A federal judge in Texas is expected to rule within days – to a few weeks – on a case that will determine the fate of DACA and 640,000 immigrants brought to the country as children illegally. While the Biden administration has vowed to secure a pathway for citizenship for these people, many anticipate that DACA will be ruled unlawful, resulting in recipients being stripped of their protection from deportation and work permits. Texas and eight other states are asking the court to end DACA, arguing the program is unconstitutional. The first hearing was in December, but the judge did not issue an immediate ruling.
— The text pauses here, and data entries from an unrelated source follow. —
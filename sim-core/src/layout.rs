//! Initial placement of bodies from measured letter sizes.
//!
//! The letters start as a horizontally centered row whose bottom edges sit
//! on a baseline at `baseline_ratio * height`, separated by a gap of
//! `gap_ratio * width` rounded to whole pixels.

use crate::{
    body::{Body, Letter},
    config::Config,
    types::Bounds,
};
use glam::Vec2;
use thiserror::Error;

/// Rendered size of one letter as reported by the layout provider.
#[derive(Clone, Copy, Debug, PartialEq)]
pub struct Measurement {
    pub width: f32,
    pub height: f32,
}

impl Measurement {
    pub fn new(width: f32, height: f32) -> Self {
        Self { width, height }
    }

    fn is_usable(&self) -> bool {
        self.width.is_finite() && self.height.is_finite() && self.width > 0.0 && self.height > 0.0
    }
}

/// Reasons placement cannot happen yet.
///
/// None of these are fatal: the caller keeps the world unplaced and tries
/// again once the layout provider has real numbers.
#[derive(Debug, Error, PartialEq)]
pub enum LayoutError {
    #[error("no letters to place")]
    NoLetters,
    #[error("container is not measurable yet ({width}x{height})")]
    EmptyContainer { width: f32, height: f32 },
    #[error("expected {expected} measurements, got {got}")]
    CountMismatch { expected: usize, got: usize },
    #[error("measurement {index} is zero or not finite")]
    InvalidMeasurement { index: usize },
}

/// Builds the body list for `letters` from their measured sizes.
///
/// Body `i` gets id `i`, zero velocity, and is not dragged. The result is
/// either a complete list or an error; nothing partial is ever returned.
///
/// ### Parameters
/// - `letters` - Display metadata, one per body, in creation order.
/// - `sizes` - Measured pixel sizes, same order and length as `letters`.
/// - `bounds` - Current container size.
/// - `cfg` - Supplies `gap_ratio` and `baseline_ratio`.
///
/// ### Returns
/// The placed bodies, or a [`LayoutError`] describing why placement must wait.
pub fn place_bodies(
    letters: &[Letter],
    sizes: &[Measurement],
    bounds: Bounds,
    cfg: &Config,
) -> Result<Vec<Body>, LayoutError> {
    if letters.is_empty() {
        return Err(LayoutError::NoLetters);
    }
    if !bounds.is_usable() {
        return Err(LayoutError::EmptyContainer {
            width: bounds.width,
            height: bounds.height,
        });
    }
    if sizes.len() != letters.len() {
        return Err(LayoutError::CountMismatch {
            expected: letters.len(),
            got: sizes.len(),
        });
    }
    if let Some(index) = sizes.iter().position(|s| !s.is_usable()) {
        return Err(LayoutError::InvalidMeasurement { index });
    }

    let total_width: f32 = sizes.iter().map(|s| s.width).sum();
    let gap = (cfg.gap_ratio * bounds.width).round();
    let full = total_width + gap * (sizes.len() - 1) as f32;
    let baseline = bounds.height * cfg.baseline_ratio;

    let mut x = (bounds.width - full) / 2.0;
    let bodies = letters
        .iter()
        .zip(sizes)
        .enumerate()
        .map(|(id, (&letter, s))| {
            let pos = Vec2::new(x, baseline - s.height);
            x += s.width + gap;
            Body::new(id, pos, Vec2::new(s.width, s.height), letter)
        })
        .collect();

    Ok(bodies)
}

#[cfg(test)]
mod tests {
    use super::*;
    use crate::body::LOGO;
    use approx::assert_relative_eq;

    #[test]
    fn five_letters_are_centered_on_the_baseline() {
        let letters = &LOGO[..5];
        let heights = [60.0, 45.0, 45.0, 62.0, 58.0];
        let sizes: Vec<Measurement> = heights.iter().map(|&h| Measurement::new(40.0, h)).collect();
        let bounds = Bounds::new(800.0, 200.0);

        let bodies = place_bodies(letters, &sizes, bounds, &Config::default()).unwrap();
        assert_eq!(bodies.len(), 5);

        // 5 * 40 + 4 * 16 = 264 wide, so the group starts at (800 - 264) / 2.
        let left = bodies[0].pos.x;
        let right = bodies[4].right();
        assert_relative_eq!(left, 268.0);
        assert_relative_eq!(right, 532.0);
        assert_relative_eq!(left, bounds.width - right);

        for pair in bodies.windows(2) {
            assert_relative_eq!(pair[1].pos.x - pair[0].right(), 16.0);
        }
        for (i, b) in bodies.iter().enumerate() {
            assert_eq!(b.id, i);
            assert_relative_eq!(b.bottom(), 56.0);
            assert_eq!(b.vel, Vec2::ZERO);
            assert!(!b.is_dragged);
            assert_eq!(b.letter, LOGO[i]);
        }
    }

    #[test]
    fn gap_is_rounded_to_whole_pixels() {
        let sizes = [Measurement::new(10.0, 10.0); 2];
        // 2% of 530 is 10.6, which rounds to 11.
        let bodies =
            place_bodies(&LOGO[..2], &sizes, Bounds::new(530.0, 100.0), &Config::default())
                .unwrap();
        assert_relative_eq!(bodies[1].pos.x - bodies[0].right(), 11.0);
    }

    #[test]
    fn unusable_container_defers_placement() {
        let sizes = [Measurement::new(10.0, 10.0)];
        let err = place_bodies(&LOGO[..1], &sizes, Bounds::new(0.0, 300.0), &Config::default())
            .unwrap_err();
        assert_eq!(
            err,
            LayoutError::EmptyContainer {
                width: 0.0,
                height: 300.0
            }
        );
    }

    #[test]
    fn zero_measurement_defers_placement() {
        let sizes = [
            Measurement::new(10.0, 10.0),
            Measurement::new(0.0, 10.0),
            Measurement::new(10.0, 10.0),
        ];
        let err = place_bodies(&LOGO[..3], &sizes, Bounds::new(300.0, 300.0), &Config::default())
            .unwrap_err();
        assert_eq!(err, LayoutError::InvalidMeasurement { index: 1 });

        let sizes = [Measurement::new(f32::NAN, 10.0)];
        let err = place_bodies(&LOGO[..1], &sizes, Bounds::new(300.0, 300.0), &Config::default())
            .unwrap_err();
        assert_eq!(err, LayoutError::InvalidMeasurement { index: 0 });
    }

    #[test]
    fn measurement_count_must_match_letters() {
        let sizes = [Measurement::new(10.0, 10.0); 2];
        let err = place_bodies(&LOGO, &sizes, Bounds::new(300.0, 300.0), &Config::default())
            .unwrap_err();
        assert_eq!(
            err,
            LayoutError::CountMismatch {
                expected: 6,
                got: 2
            }
        );
        assert_eq!(
            place_bodies(&[], &[], Bounds::new(300.0, 300.0), &Config::default()).unwrap_err(),
            LayoutError::NoLetters
        );
    }
}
President Biden, who recently sent an immigration reform bill to Congress, has indicated he is open to dealing with immigration reform piece by piece. For him, the important thing is to make progress on the immigration front, as such. The first sign that such progress could be in the works is the introduction of a new immigration bill dealing with the so-called Dreamers, that is to say, young people who were brought to America as children and grew up in this country. A bipartisan bill authored by Senators Dick Durbin (D-IL) and Lindsey Graham (R-SC) entitled The Dream Act of 2021, was just introduced in Congress and would provide these young people the opportunity to apply for lawful permanent resident status and eventually citizenship, if they meet certain requirements.
Requirements to Qualify
Applicants of the proposed bill would have to meet the following requirements to qualify for conditional permanent resident status:
- Through documentation described in the bill, establish that they were brought to the U.S. at age 17 or younger and have lived continuously in the U.S. for at least four years prior to the bill’s enactment;
- Pass a government background check, demonstrate “good moral character” with no felony or multiple misdemeanor convictions, submit biometric and biographic data, and undergo a biometric and medical exam;
- Demonstrate they have been admitted to a college or university, have earned a high school diploma, or are in the process of earning a high school diploma or an equivalent; and
- Pay an application fee.
The bill would automatically grant conditional permanent resident status to DACA recipients who still meet the requirements needed to obtain DACA.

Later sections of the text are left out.